We examine how the saccade mechanism from biological vision can be used to make deep neural networks more efficient for classification and object detection problems. Our proposed approach is based on the ideas of attention-driven visual processing and saccades, miniature eye movements influenced by attention. We conduct experiments by analyzing: i) the robustness of different deep neural network (DNN) feature extractors to partially-sensed images for image classification and object detection, and ii) the utility of saccades in masking image patches for image classification and object tracking. Experiments with convolutional nets (ResNet-18) and transformer-based models (ViT, DETR, TransTrack) are conducted on several datasets (CIFAR-10, DAVSOD, MSCOCO, and MOT17). Our experiments show intelligent data reduction via learning to mimic human saccades when used in conjunction with state-of-the-art DNNs for classification, detection, and tracking tasks. We observed minimal drop in performance for the classification and detection tasks while only using about 30\% of the original sensor data. We discuss how the saccade mechanism can inform hardware design via ``in-pixel'' processing.
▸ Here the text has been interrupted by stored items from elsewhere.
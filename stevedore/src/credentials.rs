//! Binding of container tokens to node-scoped delegated identities.
//!
//! The resource manager hands every allocated container an opaque token. A
//! launch worker turns it into a [`DelegatedIdentity`] whose single
//! [`NodeToken`] is scoped to the node hosting the container, so the
//! container-management call on that node authenticates with the token rather
//! than with the coordinator's own long-lived credentials.

use std::fmt;

use base64::engine::general_purpose::STANDARD;
use base64::Engine;
use chrono::{DateTime, Utc};
use serde::{Deserialize, Serialize};

use crate::container::{AllocatedContainer, ContainerId, NodeAddress};
use crate::error::CredentialError;

/// Token kind accepted for container launches.
pub const CONTAINER_TOKEN_KIND: &str = "ContainerToken";

/// Identifier portion of a container token.
#[derive(Clone, Debug, PartialEq, Eq, Serialize, Deserialize)]
pub struct ContainerTokenIdentifier {
    pub container_id: ContainerId,
    /// `host:port` of the node the token was issued for.
    pub node: String,
    pub submitter: String,
    pub expires_at: DateTime<Utc>,
}

/// Serialized layout of a container token blob.
#[derive(Clone, Debug, Serialize, Deserialize)]
pub struct TokenBlob {
    pub kind: String,
    pub identifier: ContainerTokenIdentifier,
    /// Base64 encoded token password.
    pub password: String,
}

impl TokenBlob {
    /// Encode a container token the way the resource manager issues it.
    pub fn issue(
        identifier: ContainerTokenIdentifier,
        password: &[u8],
    ) -> Vec<u8> {
        let blob = TokenBlob {
            kind: CONTAINER_TOKEN_KIND.to_string(),
            identifier,
            password: STANDARD.encode(password),
        };
        // Serializing plain strings and a timestamp cannot fail.
        serde_json::to_vec(&blob).unwrap_or_default()
    }
}

/// A token bound to the service address of one node.
#[derive(Clone)]
pub struct NodeToken {
    pub kind: String,
    pub service: NodeAddress,
    pub identifier: ContainerTokenIdentifier,
    password: Vec<u8>,
}

impl NodeToken {
    pub fn password(&self) -> &[u8] {
        &self.password
    }
}

impl fmt::Debug for NodeToken {
    fn fmt(&self, f: &mut fmt::Formatter<'_>) -> fmt::Result {
        f.debug_struct("NodeToken")
            .field("kind", &self.kind)
            .field("service", &self.service)
            .field("identifier", &self.identifier)
            .field("password", &"[REDACTED]")
            .finish()
    }
}

/// Remote identity a launch runs as, carrying its node-scoped tokens.
#[derive(Clone, Debug)]
pub struct DelegatedIdentity {
    pub principal: String,
    pub tokens: Vec<NodeToken>,
}

impl DelegatedIdentity {
    /// Token to present to the container manager at `node`, if any.
    pub fn token_for(&self, node: &NodeAddress) -> Option<&NodeToken> {
        self.tokens.iter().find(|token| &token.service == node)
    }
}

/// Derives delegated identities from allocated containers.
#[derive(Clone, Debug, Default)]
pub struct CredentialBinder {
    now: Option<DateTime<Utc>>,
}

impl CredentialBinder {
    pub fn new() -> Self {
        Self::default()
    }

    /// Evaluate token expiry against a fixed instant instead of the clock.
    pub fn at(now: DateTime<Utc>) -> Self {
        Self { now: Some(now) }
    }

    pub fn bind(
        &self,
        container: &AllocatedContainer,
    ) -> Result<DelegatedIdentity, CredentialError> {
        let blob: TokenBlob =
            serde_json::from_slice(&container.token).map_err(|err| {
                CredentialError::Malformed {
                    container: container.id.clone(),
                    reason: err.to_string(),
                }
            })?;

        if blob.kind != CONTAINER_TOKEN_KIND {
            return Err(CredentialError::WrongKind {
                container: container.id.clone(),
                kind: blob.kind,
            });
        }

        let password = STANDARD.decode(blob.password.as_bytes()).map_err(
            |err| CredentialError::Malformed {
                container: container.id.clone(),
                reason: format!("password is not base64: {err}"),
            },
        )?;

        let identifier = blob.identifier;
        if identifier.container_id != container.id {
            return Err(CredentialError::ContainerMismatch {
                container: container.id.clone(),
                issued_for: identifier.container_id,
            });
        }

        let scoped = identifier
            .node
            .parse::<NodeAddress>()
            .ok()
            .filter(|node| node == &container.node);
        let Some(service) = scoped else {
            return Err(CredentialError::NodeMismatch {
                container: container.id.clone(),
                node: container.node.clone(),
                issued_for: identifier.node,
            });
        };

        let now = self.now.unwrap_or_else(Utc::now);
        if identifier.expires_at <= now {
            return Err(CredentialError::Expired {
                container: container.id.clone(),
                expired_at: identifier.expires_at,
            });
        }

        tracing::debug!(
            container_id = %container.id,
            service = %service,
            "bound container token"
        );

        Ok(DelegatedIdentity {
            principal: container.id.to_string(),
            tokens: vec![NodeToken {
                kind: blob.kind,
                service,
                identifier,
                password,
            }],
        })
    }
}

#[cfg(test)]
mod tests {
    use super::*;
    use chrono::Duration;

    fn identifier(id: &str, node: &str) -> ContainerTokenIdentifier {
        ContainerTokenIdentifier {
            container_id: ContainerId::new(id),
            node: node.to_string(),
            submitter: "appmaster".to_string(),
            expires_at: Utc::now() + Duration::hours(1),
        }
    }

    fn container(id: &str, token: Vec<u8>) -> AllocatedContainer {
        AllocatedContainer::new(id, NodeAddress::new("node-1", 8041), token)
    }

    #[test]
    fn test_bind_scopes_token_to_node() {
        let token = TokenBlob::issue(identifier("c-1", "node-1:8041"), b"pw");
        let identity = CredentialBinder::new()
            .bind(&container("c-1", token))
            .unwrap();

        assert_eq!(identity.principal, "c-1");
        let node_token = identity
            .token_for(&NodeAddress::new("node-1", 8041))
            .expect("token scoped to node");
        assert_eq!(node_token.password(), b"pw");
        assert_eq!(node_token.kind, CONTAINER_TOKEN_KIND);
        assert!(identity
            .token_for(&NodeAddress::new("node-2", 8041))
            .is_none());
    }

    #[test]
    fn test_bind_rejects_garbage() {
        let err = CredentialBinder::new()
            .bind(&container("c-1", b"\x00\x01not-json".to_vec()))
            .unwrap_err();
        assert!(matches!(err, CredentialError::Malformed { .. }));
    }

    #[test]
    fn test_bind_rejects_bad_password_encoding() {
        let mut blob: TokenBlob = serde_json::from_slice(&TokenBlob::issue(
            identifier("c-1", "node-1:8041"),
            b"pw",
        ))
        .unwrap();
        blob.password = "***".to_string();
        let token = serde_json::to_vec(&blob).unwrap();

        let err = CredentialBinder::new()
            .bind(&container("c-1", token))
            .unwrap_err();
        assert!(matches!(err, CredentialError::Malformed { .. }));
    }

    #[test]
    fn test_bind_rejects_foreign_container_and_node() {
        let binder = CredentialBinder::new();

        let token = TokenBlob::issue(identifier("c-2", "node-1:8041"), b"pw");
        let err = binder.bind(&container("c-1", token)).unwrap_err();
        assert!(matches!(err, CredentialError::ContainerMismatch { .. }));

        let token = TokenBlob::issue(identifier("c-1", "node-9:8041"), b"pw");
        let err = binder.bind(&container("c-1", token)).unwrap_err();
        assert!(matches!(err, CredentialError::NodeMismatch { .. }));
    }

    #[test]
    fn test_bind_rejects_expired_token() {
        let ident = identifier("c-1", "node-1:8041");
        let later = ident.expires_at + Duration::seconds(1);
        let token = TokenBlob::issue(ident, b"pw");

        let err = CredentialBinder::at(later)
            .bind(&container("c-1", token))
            .unwrap_err();
        assert!(matches!(err, CredentialError::Expired { .. }));
    }

    #[test]
    fn test_debug_redacts_password() {
        let token = TokenBlob::issue(identifier("c-1", "node-1:8041"), b"pw");
        let identity = CredentialBinder::new()
            .bind(&container("c-1", token))
            .unwrap();
        let rendered = format!("{identity:?}");
        assert!(rendered.contains("[REDACTED]"));
    }
}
翻译：我们研究如何利用生物视觉学士学位机制提高深海神经网络的分类和物体探测问题的效率。我们建议的方法基于关注驱动的视觉处理和学士学位、受关注影响的微视运动等理念。我们通过分析进行实验:一)不同深神经网络特征提取器的坚固性,以部分扫描图像进行图像分类和物体探测,二)隐蔽图像补丁的学士学位机制在图像分类和物体跟踪方面的作用。与聚合网(Res-Net-18)和变压器模型(VIT、DETR、TransTracack)的实验,在若干数据集(CIFAR-10、DAVSOD、MCCO和MOT17)上进行。我们的实验表明,通过学习模拟人类学士级考试来进行图像分类、检测和跟踪任务。我们观察到,用于分类和检测任务的绩效最低下降,同时仅使用大约30 ⁇ 的原始传感器数据。我们讨论了Scachad机制如何通过处理硬件设计来进行分类和检测。